Reproduce each line below without any alteration.

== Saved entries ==
= = =

use pretty_assertions::assert_eq;
use shared_types::{parse_judgment_id, AppErrorKind};
use shared_ui::detail::{
    body_sections, case_title, header_fields, FetchState, FetchTracker, NOT_AVAILABLE,
};

use crate::common::{judgment, spawn_site};

#[tokio::test]
async fn route_param_to_rendered_sections() {
    let site = spawn_site().await;
    site.library
        .insert(2417, judgment(2417, "K. Suresh", "State of Kerala"));

    let id = parse_judgment_id("2417").unwrap();
    let mut tracker = FetchTracker::default();
    let ticket = tracker.begin(id);
    assert!(tracker.state().is_loading());

    let result = site.content().fetch_judgment(id).await;
    assert!(tracker.settle(ticket, result));

    let FetchState::Loaded(judgment) = tracker.state() else {
        panic!("expected a loaded judgment, got {:?}", tracker.state());
    };
    assert_eq!(case_title(judgment), "K. Suresh v. State of Kerala");
    assert_eq!(
        header_fields(&judgment.record)[1],
        ("Court", "High Court of Kerala".to_string())
    );

    let sections = body_sections(&judgment.record);
    assert_eq!(sections.len(), 7);
    let facts = sections.iter().find(|s| s.title == "Facts").unwrap();
    assert_eq!(facts.body, NOT_AVAILABLE);
    let headnotes = sections.iter().find(|s| s.title == "Headnotes").unwrap();
    assert!(!headnotes.available);
}

#[tokio::test]
async fn unknown_judgment_lands_in_failed_state() {
    let site = spawn_site().await;
    let mut tracker = FetchTracker::default();
    let ticket = tracker.begin(99);

    let result = site.content().fetch_judgment(99).await;
    assert_eq!(result.as_ref().unwrap_err().kind, AppErrorKind::NotFound);
    tracker.settle(ticket, result);

    assert_eq!(
        tracker.state(),
        &FetchState::Failed("We couldn't find this judgment.".to_string())
    );
}

#[tokio::test]
async fn malformed_route_param_never_reaches_the_service() {
    let site = spawn_site().await;
    let err = parse_judgment_id("12abc").unwrap_err();
    assert_eq!(err.kind, AppErrorKind::BadRequest);
    assert!(site.library.lookups().is_empty());
}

= = =

== Solution to this exercise ==
use pretty_assertions::assert_eq;
use shared_types::{parse_judgment_id, AppErrorKind};
use shared_ui::detail::{
    body_sections, case_title, header_fields, FetchState, FetchTracker, NOT_AVAILABLE,
};

use crate::common::{judgment, spawn_site};

#[tokio::test]
async fn route_param_to_rendered_sections() {
    let site = spawn_site().await;
    site.library
        .insert(2417, judgment(2417, "K. Suresh", "State of Kerala"));

    let id = parse_judgment_id("2417").unwrap();
    let mut tracker = FetchTracker::default();
    let ticket = tracker.begin(id);
    assert!(tracker.state().is_loading());

    let result = site.content().fetch_judgment(id).await;
    assert!(tracker.settle(ticket, result));

    let FetchState::Loaded(judgment) = tracker.state() else {
        panic!("expected a loaded judgment, got {:?}", tracker.state());
    };
    assert_eq!(case_title(judgment), "K. Suresh v. State of Kerala");
    assert_eq!(
        header_fields(&judgment.record)[1],
        ("Court", "High Court of Kerala".to_string())
    );

    let sections = body_sections(&judgment.record);
    assert_eq!(sections.len(), 7);
    let facts = sections.iter().find(|s| s.title == "Facts").unwrap();
    assert_eq!(facts.body, NOT_AVAILABLE);
    let headnotes = sections.iter().find(|s| s.title == "Headnotes").unwrap();
    assert!(!headnotes.available);
}

#[tokio::test]
async fn unknown_judgment_lands_in_failed_state() {
    let site = spawn_site().await;
    let mut tracker = FetchTracker::default();
    let ticket = tracker.begin(99);

    let result = site.content().fetch_judgment(99).await;
    assert_eq!(result.as_ref().unwrap_err().kind, AppErrorKind::NotFound);
    tracker.settle(ticket, result);

    assert_eq!(
        tracker.state(),
        &FetchState::Failed("We couldn't find this judgment.".to_string())
    );
}

#[tokio::test]
async fn malformed_route_param_never_reaches_the_service() {
    let site = spawn_site().await;
    let err = parse_judgment_id("12abc").unwrap_err();
    assert_eq!(err.kind, AppErrorKind::BadRequest);
    assert!(site.library.lookups().is_empty());
}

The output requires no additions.